One suggestion: keep the whole thing in present tense: You have -->
--There is nothing. The world had stopped.--
Maybe "the world has stopped" or "The world stopped." ?

And here: You have -->
"As the night holds its breath.
As if it was waiting for something."

I think both lines would be more powerful without the words "as." And again, keeping the present tense, like this maybe:
"The night holds its breath.
It is waiting for something."

I think using present tense was a wise choice...
I also like reading, horror and especially enjoy old-school Steven King. My favorite is The Shining. *Wink*

I'm glad I found your port!

Amy
The Winklett
12
12
Review of Sorcerer  
Review by winklett
Rated: E | (4.5)
Clear imagery with a strong rhythm and wonderful play of sound -- I love the second stanza especially, with all its alliteration, the kind that never feels like alliteration for its own sake....which is difficult to achieve!

I know a sorcerer personally, actually. *Wink*

Nice.

13
13
Review of Another Eve  
Review by winklett
Rated: E | (4.5)
Fantastic extended metaphor throughout, how the wind becomes the breath and the summer the lungs, with all of nature pulsing with life.

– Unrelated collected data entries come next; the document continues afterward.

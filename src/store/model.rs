//! Observable scope cell shared between the store and the views

use std::cell::{Cell, RefCell};
use std::rc::{Rc, Weak};

use crate::domain::{ScopeId, ScopeRecord};

type Observer = Rc<dyn Fn()>;

/// One scope record with change notification.
///
/// The store and every view bound to a scope hold the same `Rc<ScopeModel>`.
pub struct ScopeModel {
    record: RefCell<ScopeRecord>,
    observers: RefCell<Vec<(u64, Observer)>>,
    next_observer: Cell<u64>,
}

impl ScopeModel {
    pub fn new(record: ScopeRecord) -> Rc<Self> {
        Rc::new(Self {
            record: RefCell::new(record),
            observers: RefCell::new(Vec::new()),
            next_observer: Cell::new(0),
        })
    }

    pub fn id(&self) -> Option<ScopeId> {
        self.record.borrow().id
    }

    pub fn value(&self) -> String {
        self.record.borrow().value.clone()
    }

    /// Copy of the current field values
    pub fn snapshot(&self) -> ScopeRecord {
        self.record.borrow().clone()
    }

    /// Read the record without cloning it
    pub fn with<R>(&self, f: impl FnOnce(&ScopeRecord) -> R) -> R {
        f(&self.record.borrow())
    }

    /// Replace all fields. Observers run only when something changed.
    ///
    /// Returns whether the record changed.
    pub fn set(&self, record: ScopeRecord) -> bool {
        {
            let mut current = self.record.borrow_mut();
            if *current == record {
                return false;
            }
            *current = record;
        }
        self.notify();
        true
    }

    /// Register a change callback; it stays registered until the
    /// returned [`Subscription`] is dropped.
    pub fn observe(self: &Rc<Self>, on_change: impl Fn() + 'static) -> Subscription {
        let id = self.next_observer.get();
        self.next_observer.set(id + 1);
        self.observers.borrow_mut().push((id, Rc::new(on_change)));
        Subscription {
            model: Rc::downgrade(self),
            id,
        }
    }

    pub fn observer_count(&self) -> usize {
        self.observers.borrow().len()
    }

    fn notify(&self) {
        // Callbacks may read the record or drop subscriptions
        let observers: Vec<Observer> = self
            .observers
            .borrow()
            .iter()
            .map(|(_, observer)| observer.clone())
            .collect();
        for observer in observers {
            observer();
        }
    }

    fn unsubscribe(&self, id: u64) {
        self.observers.borrow_mut().retain(|(observer, _)| *observer != id);
    }
}

impl std::fmt::Debug for ScopeModel {
    fn fmt(&self, f: &mut std::fmt::Formatter<'_>) -> std::fmt::Result {
        f.debug_struct("ScopeModel")
            .field("record", &*self.record.borrow())
            .field("observers", &self.observer_count())
            .finish()
    }
}

/// Keeps an observer registered on a [`ScopeModel`]; dropping it unsubscribes
#[must_use = "dropping a Subscription unsubscribes immediately"]
pub struct Subscription {
    model: Weak<ScopeModel>,
    id: u64,
}

impl Drop for Subscription {
    fn drop(&mut self) {
        if let Some(model) = self.model.upgrade() {
            model.unsubscribe(self.id);
        }
    }
}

What fresh ideas and phrasing! I love the seasons answering the unasked questions, too...all your lines combine action and image in a way that is both interesting and thought-provoking.

Nice! Write on!
14
14
Review by winklett
Rated: 18+ | (4.5)
Lovely -- filled with rich images and a touch of humor...I like how it does not stop at one aspect but rather alights on many, butterfly style, to arrive at a sensual & beautiful ending. Nice! Good luck in round one of the SLAM.

*Smile*

Amy
15
15
Review of Rebirth  
Review by winklett
Rated: E | (5.0)
Hey, this is a wonderful poem! Rhythmic, sharp, with emotions I bet lots can relate to, including me...the pangs of indecision, torn by love...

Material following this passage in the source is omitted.